Unpredictable situation in Arabian Sea, India mounts sea-air patrols
The Brahmos land attack missile carrying INS Kolkata, INS Kochi, INS Mormugao, INS Chennai and INS Visakhapatnam were deployed.
With Israel’s war against Hamas in Gaza showing no signs of abating and Iranian proxies targeting commercial shipping in the Red Sea and Arabian Sea, the situation on the high seas off West Asia remains on razor’s edge, officials monitoring the developments said on Thursday.
Given the threat to sea lanes of communication in the Arabian Sea, the Indian Navy has now deployed five top front-line guided missile destroyers to monitor the situation from the Red Sea to the Indian western coast. While the Brahmos land attack missile carrying INS Kolkata, INS Kochi, INS Mormugao, INS Chennai and INS Visakhapatnam have been deployed, the Indian Navy has also been carrying out surveillance using Boeing P8I anti-submarine warfare aircraft and an unarmed version of the Predator drone with a focus on vessels that could be used by Iranian proxies to target commercial ships. The Indian Coast Guard, on its part, is using Dornier surveillance aircraft and off-shore patrol vessels to maintain deterrence in the Indian exclusive economic zone (EEZ) on the western coast.
Also read: Navy to carry out 'forensic analysis' of ‘drone attack’ in Arabian Sea, deploys destroyers
While US aircraft carrier Gerald Ford along with its strike force is operating from the Mediterranean Sea, its other aircraft carrier Dwight Eisenhower is off the Gulf of Aden to deter the Houthi ballistic missile and drone challenge to commercial shipping in the Red Sea. Even though US-led Operation Prosperity Guardian has been able to knock down Houthi missiles in the skies, countries such as Spain, Italy, France and Japan are operating under their command with Chinese warships off the coast of Djibouti maintaining distance from the entire fallout of Israel’s war on Gaza. The Chinese have three warships deployed off Djibouti but they have tried to stay away from potential conflict points. However, the Indian Navy is proactively committed to securing the sea lanes of communication in the Arabian Sea, having deployed INS Kolkata near the Bab el-Mandeb chokepoint on the mouth of the Red Sea, INS Kochi in the south of Yemen’s Socotra Island, INS Mormugao in the western Arabian Sea and INS Chennai in the central Arabian sea. INS Visakhapatnam was tasked to patrol the north Arabian sea and left the Indian coast two days ago after an Iranian loitering ammunition Shahed 136 hit chemical tanker MV Chem Pluto 210 nautical miles off Dwarka in Gujarat.

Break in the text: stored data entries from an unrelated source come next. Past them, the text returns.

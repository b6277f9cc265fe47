use recall::pipeline::RunStatus;
use serde::{Deserialize, Serialize};

use crate::judge::Judgment;

#[derive(Debug, Clone, Copy, Serialize, Deserialize, PartialEq, Eq)]
#[serde(rename_all = "snake_case")]
pub enum Outcome {
    Success,
    Fail,
    Degraded,
    Error,
}

/// `status` is `None` when the pipeline returned a failure.
pub fn classify_outcome(status: Option<RunStatus>, judgment: &Judgment) -> Outcome {
    match status {
        Some(RunStatus::Answered) => {
            if judgment.all_passed() {
                Outcome::Success
            } else {
                Outcome::Fail
            }
        }
        Some(RunStatus::Degraded) => Outcome::Degraded,
        None => Outcome::Error,
    }
}

#[cfg(test)]
mod tests {
    use super::*;
    use crate::judge::CheckOutcome;

    fn judgment(pass: bool) -> Judgment {
        Judgment {
            checks: vec![CheckOutcome::MinCandidates {
                count: 1,
                found: usize::from(pass),
                passed: pass,
            }],
        }
    }

    #[test]
    fn success_when_answered_and_checks_pass() {
        let outcome = classify_outcome(Some(RunStatus::Answered), &judgment(true));
        assert_eq!(outcome, Outcome::Success);
    }

    #[test]
    fn fail_when_answered_but_checks_fail() {
        let outcome = classify_outcome(Some(RunStatus::Answered), &judgment(false));
        assert_eq!(outcome, Outcome::Fail);
    }

    #[test]
    fn degraded_regardless_of_checks() {
        let outcome = classify_outcome(Some(RunStatus::Degraded), &judgment(true));
        assert_eq!(outcome, Outcome::Degraded);
    }

    #[test]
    fn error_when_pipeline_failed() {
        let outcome = classify_outcome(None, &judgment(true));
        assert_eq!(outcome, Outcome::Error);
    }
}
//! Retrieval quality against a case's relevant files.

use std::collections::BTreeSet;
use std::path::PathBuf;

use recall::core::state::State;
use serde::{Deserialize, Serialize};

use crate::judge::path_matches;

#[derive(Debug, Clone, Copy, PartialEq, Serialize, Deserialize)]
pub struct Retrieval {
    pub precision: f64,
    pub recall: f64,
    pub f1: f64,
}

/// Score the distinct files among `state.candidates` against `relevant`.
///
/// Returns `None` when there is no ground truth.
pub fn score(state: Option<&State>, relevant: &[String]) -> Option<Retrieval> {
    if relevant.is_empty() {
        return None;
    }
    let retrieved: BTreeSet<PathBuf> = state
        .map(|state| {
            state
                .candidates
                .iter()
                .filter_map(|candidate| candidate.path())
                .collect()
        })
        .unwrap_or_default();

    let true_positives = retrieved
        .iter()
        .filter(|path| relevant.iter().any(|file| path_matches(path, file)))
        .count();
    let found = relevant
        .iter()
        .filter(|file| retrieved.iter().any(|path| path_matches(path, file)))
        .count();

    let precision = ratio(true_positives, retrieved.len());
    let recall = ratio(found, relevant.len());
    let f1 = if precision + recall > 0.0 {
        2.0 * precision * recall / (precision + recall)
    } else {
        0.0
    };
    Some(Retrieval {
        precision,
        recall,
        f1,
    })
}

fn ratio(part: usize, whole: usize) -> f64 {
    if whole == 0 {
        0.0
    } else {
        part as f64 / whole as f64
    }
}

#[cfg(test)]
mod tests {
    use super::*;
    use recall::core::state::Candidate;

    fn state_with(uris: &[&str]) -> State {
        let mut state = State::new("q");
        for uri in uris {
            state.candidates.push(Candidate::new(*uri, "Grep"));
        }
        state
    }

    #[test]
    fn no_ground_truth_means_no_score() {
        assert_eq!(score(Some(&state_with(&["file:///a.md"])), &[]), None);
    }

    #[test]
    fn scores_distinct_files() {
        let state = state_with(&[
            "file:///docs/lease.md",
            "file:///docs/lease.md",
            "file:///docs/revenue.md",
        ]);
        let relevant = vec!["lease.md".to_string(), "tax.md".to_string()];
        let retrieval = score(Some(&state), &relevant).expect("score");
        assert_eq!(retrieval.precision, 0.5);
        assert_eq!(retrieval.recall, 0.5);
        assert_eq!(retrieval.f1, 0.5);
    }

    #[test]
    fn failed_run_scores_zero() {
        let retrieval = score(None, &["a.md".to_string()]).expect("score");
        assert_eq!(retrieval.precision, 0.0);
        assert_eq!(retrieval.recall, 0.0);
        assert_eq!(retrieval.f1, 0.0);
    }
}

The drone hit on MC Chemo Pluto led to Indian vigil being widened and apart from deterring the Iranian proxies from attacking commercial shipping, the Indian Navy is also taking action against black shipping and protecting the commercial vessels from Somali pirates near the Socotra Islands. MV Chem Pluto is currently undergoing repairs in Mumbai.
The five top-of-the-line destroyers are currently being fuelled by MV Swarnmala, a 25,000-tonne oil tanker, which has been hired by the Indian Navy. The civilian tanker has a massive fuel and lubricant capacity as compared to Indian Navy’s tankers such as the INS Deepak. While Indian ships -- deployed across the extended EEZ up to 200 nautical miles off the coastline -- are dominating the Arabian Sea, its Boeing P8I multi-mission aircraft along with long-endurance unarmed Predator drones are constantly surveying vessels in the sea up to the Gulf of Aden to identify suspicious ships and dhows used for targeting commercial shipping by the Shia Houthis in Yemen, Shia Kaitab Hezbollah in Iraq and by Tehran. The Iranian proxies, particularly the Shia Houthi militia, are targeting vessels in the Red Sea and the Arabian Sea against Israel’s war against the Sunni Hamas group in Gaza. The Iran-backed Shia Hezbollah group has also opened a front with Israel on its northern border. With the US Navy being able to foil missile attacks of Houthis, Maersk mega-shipping company is planning to resume operations through the Red Sea rather than take a roundabout route via the Cape of Good Hope. Nearly one trillion dollars worth of oil and goods trade passes through the Suez Canal annually and any threat to shipping leads to an increase in cost of goods transportation and rise in insurance premiums for commercial shipping.